El militar tomó un periódico y se puso a leer mientras el peluquero cortaba
y cortaba, veinte minutos después,
el coronel levantó la cabeza para verse en el espejo y vomitando
una andanada de groserías se puso de pie preguntando:
¿Pero qué diablos
me ha hecho usted? Estoy todo tusado,
tal por cual”.
“Señor coronel dijo el pobre
hombre, considerándose en las cercanías de la muerte al
ver que el militar sacaba la
pistola, “usted no me ha dejado explicarle”.
“¿Y qué me va a explicar, tal
por cual”?
“Que yo no soy peluquero, vine
a tomar la medida de los vidrios que faltan en esa vitrina y esperaba
al maestro para ir a comprarlos, pero usted me obligó a pelarlo”
Una sonora carcajada estalló
en todos los que estaban en la peluquería.
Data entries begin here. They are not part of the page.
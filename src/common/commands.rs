const SEARCH_PREFIX: &str = "/search ";
const USER_PREFIX: &str = "/user ";

/// Một dòng client gửi lên, đã được phân loại.
#[derive(Debug, Clone, PartialEq, Eq)]
pub enum ClientCommand {
    Exit,
    /// Tìm theo nội dung tin nhắn.
    SearchKeyword(String),
    /// Tìm theo tên người gửi.
    SearchUser(String),
    /// Mọi dòng còn lại, kể cả dòng rỗng và lệnh lạ.
    Chat(String),
}

impl ClientCommand {
    pub fn parse(line: &str) -> Self {
        if line == "exit" {
            Self::Exit
        } else if let Some(query) = line.strip_prefix(SEARCH_PREFIX) {
            Self::SearchKeyword(query.to_string())
        } else if let Some(query) = line.strip_prefix(USER_PREFIX) {
            Self::SearchUser(query.to_string())
        } else {
            Self::Chat(line.to_string())
        }
    }
}
use std::net::AddrParseError;

use thiserror::Error;

/// Lỗi của server chat.
#[derive(Error, Debug)]
pub enum ChatError {
    #[error("I/O error: {0}")]
    Io(#[from] std::io::Error),

    #[error("Invalid listen address `{addr}`: {source}")]
    InvalidListenAddr {
        addr: String,
        #[source]
        source: AddrParseError,
    },

    /// Writer task của kết nối đã dừng, không gửi thêm được nữa.
    #[error("Connection output closed")]
    ConnectionClosed,
}

pub type Result<T> = std::result::Result<T, ChatError>;
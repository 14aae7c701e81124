use std::fmt;

use chrono::Local;
use uuid::Uuid;

pub const TIMESTAMP_FORMAT: &str = "%Y-%m-%d %H:%M:%S";

/// Khóa định danh một kết nối đang sống.
#[derive(Debug, Clone, Copy, PartialEq, Eq, Hash)]
pub struct ConnectionId(Uuid);

impl ConnectionId {
    pub fn new() -> Self {
        Self(Uuid::new_v4())
    }
}

impl Default for ConnectionId {
    fn default() -> Self {
        Self::new()
    }
}

impl fmt::Display for ConnectionId {
    fn fmt(&self, f: &mut fmt::Formatter<'_>) -> fmt::Result {
        write!(f, "{}", self.0)
    }
}

/// Người dùng đã đăng ký. `id` lấy từ địa chỉ remote của kết nối.
#[derive(Debug, Clone, PartialEq, Eq)]
pub struct User {
    pub id: String,
    pub name: String,
}

/// Domain model đại diện một tin nhắn chat.
#[derive(Debug, Clone, PartialEq, Eq)]
pub struct Message {
    pub sender: String,
    pub content: String,
    pub timestamp: String,
}

impl Message {
    /// Tạo tin nhắn với timestamp giờ địa phương hiện tại.
    pub fn new(sender: impl Into<String>, content: impl Into<String>) -> Self {
        Self::with_timestamp(
            sender,
            content,
            Local::now().format(TIMESTAMP_FORMAT).to_string(),
        )
    }

    pub fn with_timestamp(
        sender: impl Into<String>,
        content: impl Into<String>,
        timestamp: impl Into<String>,
    ) -> Self {
        Self {
            sender: sender.into(),
            content: content.into(),
            timestamp: timestamp.into(),
        }
    }

    pub fn joined(user: &User) -> Self {
        Self::new(user.name.clone(), format!("{} has joined.", user.name))
    }

    pub fn left(user: &User) -> Self {
        Self::new(user.name.clone(), format!("{} has left.", user.name))
    }

    pub fn format_line(&self) -> String {
        format!("[{}] {}: {}", self.timestamp, self.sender, self.content)
    }
}
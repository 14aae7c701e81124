use parking_lot::Mutex;

use crate::common::{ConnectionId, Message, User};
use crate::network::Outbound;
use crate::storage::{MessageLog, SearchField, SessionRegistry};

#[derive(Debug, Default)]
struct ChatState {
    log: MessageLog,
    registry: SessionRegistry,
}

/// Snapshot of the shared state sizes, for periodic logging.
#[derive(Debug, Clone, Copy, PartialEq, Eq)]
pub struct ChatStats {
    pub sessions: usize,
    pub messages: usize,
}

/// Owns the message log and session registry behind one lock.
///
/// Every operation takes the lock for its whole duration and never awaits
/// while holding it, so operations are linearizable with respect to each
/// other. Broadcast only enqueues onto per-connection channels.
#[derive(Debug, Default)]
pub struct ChatManager {
    state: Mutex<ChatState>,
}

impl ChatManager {
    pub fn new() -> Self {
        Self::default()
    }

    pub fn store_message(&self, message: Message) {
        self.state.lock().log.append(message);
    }

    /// Formatted matches in append order, taken under the lock.
    pub fn search_messages(&self, query: &str, field: SearchField) -> Vec<String> {
        self.state.lock().log.search(query, field)
    }

    pub fn register_user(
        &self,
        id: &str,
        name: &str,
        connection: ConnectionId,
        outbound: Outbound,
    ) -> User {
        let user = self
            .state
            .lock()
            .registry
            .register(connection, id, name, outbound);
        log::debug!("Registered {} ({}) on connection {connection}", user.name, user.id);
        user
    }

    /// No-op for connections that are not registered.
    pub fn remove_user(&self, connection: &ConnectionId) -> Option<User> {
        let removed = self.state.lock().registry.deregister(connection);
        if removed.is_none() {
            log::debug!("remove_user: connection {connection} was not registered");
        }
        removed
    }

    /// Enqueue the formatted line to every registered connection.
    ///
    /// Connections whose output is already closed are skipped. Returns how
    /// many connections accepted the line.
    pub fn broadcast_message(&self, message: &Message) -> usize {
        let line = message.format_line();
        let state = self.state.lock();
        let mut delivered = 0;

        for (connection, session) in state.registry.all_connections() {
            match session.outbound.send_line(&line) {
                Ok(()) => delivered += 1,
                Err(err) => {
                    log::debug!(
                        "Skipping broadcast to {} on {connection}: {err}",
                        session.user.name
                    );
                }
            }
        }

        delivered
    }

    pub fn stats(&self) -> ChatStats {
        let state = self.state.lock();
        ChatStats {
            sessions: state.registry.len(),
            messages: state.log.len(),
        }
    }
}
El coronel, viendo para todos lados, optó por reírse también, y el
pobre vidriero aprovechó el momento para salirse a todo escape y correr por la acera
hasta dar vuelta en la primera esquina.
El coronel se vio de nuevo en
el espejo, riéndose. Aquello parecían
mordidas de burro, como suele decirse, y todo el mundo celebraba el incidente con muchas risas.